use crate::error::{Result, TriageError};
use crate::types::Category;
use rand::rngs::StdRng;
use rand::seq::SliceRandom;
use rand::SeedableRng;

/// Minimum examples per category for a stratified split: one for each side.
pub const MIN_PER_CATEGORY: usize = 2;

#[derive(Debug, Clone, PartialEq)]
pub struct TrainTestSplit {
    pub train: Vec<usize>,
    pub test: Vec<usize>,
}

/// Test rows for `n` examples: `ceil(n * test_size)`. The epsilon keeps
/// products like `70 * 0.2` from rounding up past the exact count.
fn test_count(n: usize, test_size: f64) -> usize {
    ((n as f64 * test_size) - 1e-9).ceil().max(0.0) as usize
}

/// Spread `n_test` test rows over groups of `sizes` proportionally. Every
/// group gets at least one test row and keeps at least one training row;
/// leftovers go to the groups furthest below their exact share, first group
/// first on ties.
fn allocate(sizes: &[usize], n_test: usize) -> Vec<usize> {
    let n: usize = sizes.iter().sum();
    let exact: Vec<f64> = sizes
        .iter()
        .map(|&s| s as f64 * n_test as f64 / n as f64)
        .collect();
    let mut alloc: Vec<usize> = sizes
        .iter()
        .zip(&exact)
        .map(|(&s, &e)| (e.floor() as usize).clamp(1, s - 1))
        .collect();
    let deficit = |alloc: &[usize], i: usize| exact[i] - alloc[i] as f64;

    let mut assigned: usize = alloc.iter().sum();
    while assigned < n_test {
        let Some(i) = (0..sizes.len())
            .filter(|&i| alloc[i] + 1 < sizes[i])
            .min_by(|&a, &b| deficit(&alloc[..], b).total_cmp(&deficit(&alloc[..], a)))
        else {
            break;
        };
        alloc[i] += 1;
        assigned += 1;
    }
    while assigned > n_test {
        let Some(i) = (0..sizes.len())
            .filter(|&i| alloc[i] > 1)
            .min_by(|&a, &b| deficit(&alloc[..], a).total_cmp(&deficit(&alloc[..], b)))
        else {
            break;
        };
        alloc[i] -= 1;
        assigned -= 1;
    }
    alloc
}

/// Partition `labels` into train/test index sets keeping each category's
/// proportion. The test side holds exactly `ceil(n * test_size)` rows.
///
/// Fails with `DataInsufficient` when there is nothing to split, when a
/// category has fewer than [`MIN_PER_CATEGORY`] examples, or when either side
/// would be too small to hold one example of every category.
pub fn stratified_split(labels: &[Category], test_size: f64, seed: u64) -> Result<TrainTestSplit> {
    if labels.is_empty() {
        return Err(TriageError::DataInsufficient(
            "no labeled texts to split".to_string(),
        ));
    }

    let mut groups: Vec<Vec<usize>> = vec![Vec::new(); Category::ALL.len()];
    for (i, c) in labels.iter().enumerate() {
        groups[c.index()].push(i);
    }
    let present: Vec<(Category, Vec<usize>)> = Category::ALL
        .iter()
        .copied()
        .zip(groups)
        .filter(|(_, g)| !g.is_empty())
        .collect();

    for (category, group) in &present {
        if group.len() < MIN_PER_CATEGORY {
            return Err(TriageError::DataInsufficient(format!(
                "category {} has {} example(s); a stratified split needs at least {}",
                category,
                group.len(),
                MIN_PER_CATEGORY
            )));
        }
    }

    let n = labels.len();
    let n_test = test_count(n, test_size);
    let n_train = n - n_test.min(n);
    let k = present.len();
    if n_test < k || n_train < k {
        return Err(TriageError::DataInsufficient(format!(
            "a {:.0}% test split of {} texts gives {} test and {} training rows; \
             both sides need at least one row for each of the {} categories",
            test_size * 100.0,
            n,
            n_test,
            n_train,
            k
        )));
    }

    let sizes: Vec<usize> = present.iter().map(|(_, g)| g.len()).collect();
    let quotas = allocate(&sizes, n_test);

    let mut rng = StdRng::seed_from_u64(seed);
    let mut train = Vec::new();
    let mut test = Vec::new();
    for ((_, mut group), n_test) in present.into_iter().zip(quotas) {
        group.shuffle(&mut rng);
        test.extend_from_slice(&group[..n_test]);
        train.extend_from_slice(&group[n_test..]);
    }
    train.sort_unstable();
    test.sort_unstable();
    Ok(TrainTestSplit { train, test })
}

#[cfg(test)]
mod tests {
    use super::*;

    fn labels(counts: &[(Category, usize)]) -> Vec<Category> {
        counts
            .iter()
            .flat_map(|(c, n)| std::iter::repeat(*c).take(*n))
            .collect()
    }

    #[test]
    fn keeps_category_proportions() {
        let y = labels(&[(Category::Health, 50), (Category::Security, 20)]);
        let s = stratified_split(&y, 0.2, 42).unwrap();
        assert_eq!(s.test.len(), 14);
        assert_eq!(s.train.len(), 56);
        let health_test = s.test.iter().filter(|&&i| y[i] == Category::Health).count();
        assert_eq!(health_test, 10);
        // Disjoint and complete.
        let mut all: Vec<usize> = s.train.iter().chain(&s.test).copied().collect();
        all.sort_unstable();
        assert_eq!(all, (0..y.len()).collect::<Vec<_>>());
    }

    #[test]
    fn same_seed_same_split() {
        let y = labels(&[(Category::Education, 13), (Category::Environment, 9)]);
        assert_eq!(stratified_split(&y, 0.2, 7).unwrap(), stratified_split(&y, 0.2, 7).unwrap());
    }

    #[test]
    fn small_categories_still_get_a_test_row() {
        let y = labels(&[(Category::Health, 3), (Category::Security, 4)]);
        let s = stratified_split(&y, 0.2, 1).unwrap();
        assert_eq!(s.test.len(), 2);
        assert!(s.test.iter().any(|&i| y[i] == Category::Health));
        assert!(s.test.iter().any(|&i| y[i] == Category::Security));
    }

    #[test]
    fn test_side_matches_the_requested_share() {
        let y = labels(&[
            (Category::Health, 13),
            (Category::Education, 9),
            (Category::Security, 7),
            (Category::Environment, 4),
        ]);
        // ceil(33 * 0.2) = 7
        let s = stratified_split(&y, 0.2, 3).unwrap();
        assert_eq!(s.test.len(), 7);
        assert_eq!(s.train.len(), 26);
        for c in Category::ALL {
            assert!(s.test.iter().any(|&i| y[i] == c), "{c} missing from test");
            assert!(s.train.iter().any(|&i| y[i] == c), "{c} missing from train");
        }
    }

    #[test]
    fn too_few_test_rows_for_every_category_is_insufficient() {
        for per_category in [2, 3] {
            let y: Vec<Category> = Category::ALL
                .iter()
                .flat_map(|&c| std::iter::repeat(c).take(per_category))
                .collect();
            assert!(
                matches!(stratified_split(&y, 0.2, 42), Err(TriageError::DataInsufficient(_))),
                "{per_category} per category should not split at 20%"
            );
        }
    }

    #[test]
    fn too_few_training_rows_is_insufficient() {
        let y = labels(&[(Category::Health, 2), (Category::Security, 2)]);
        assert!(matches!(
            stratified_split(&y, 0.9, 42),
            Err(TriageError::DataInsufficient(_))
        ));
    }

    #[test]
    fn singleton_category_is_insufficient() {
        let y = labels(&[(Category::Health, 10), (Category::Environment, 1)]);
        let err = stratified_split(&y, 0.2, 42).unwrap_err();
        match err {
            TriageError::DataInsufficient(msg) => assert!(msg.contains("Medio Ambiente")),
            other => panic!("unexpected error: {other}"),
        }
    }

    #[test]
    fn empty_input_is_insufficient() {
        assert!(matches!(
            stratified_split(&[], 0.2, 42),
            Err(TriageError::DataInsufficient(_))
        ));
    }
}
-.-.-
• Task prompt: Scan the material above for lines holding the string "each" and copy those lines.

• Solution:
/// Minimum examples per category for a stratified split: one for each side.
/// Partition `labels` into train/test index sets keeping each category's
             both sides need at least one row for each of the {} categories",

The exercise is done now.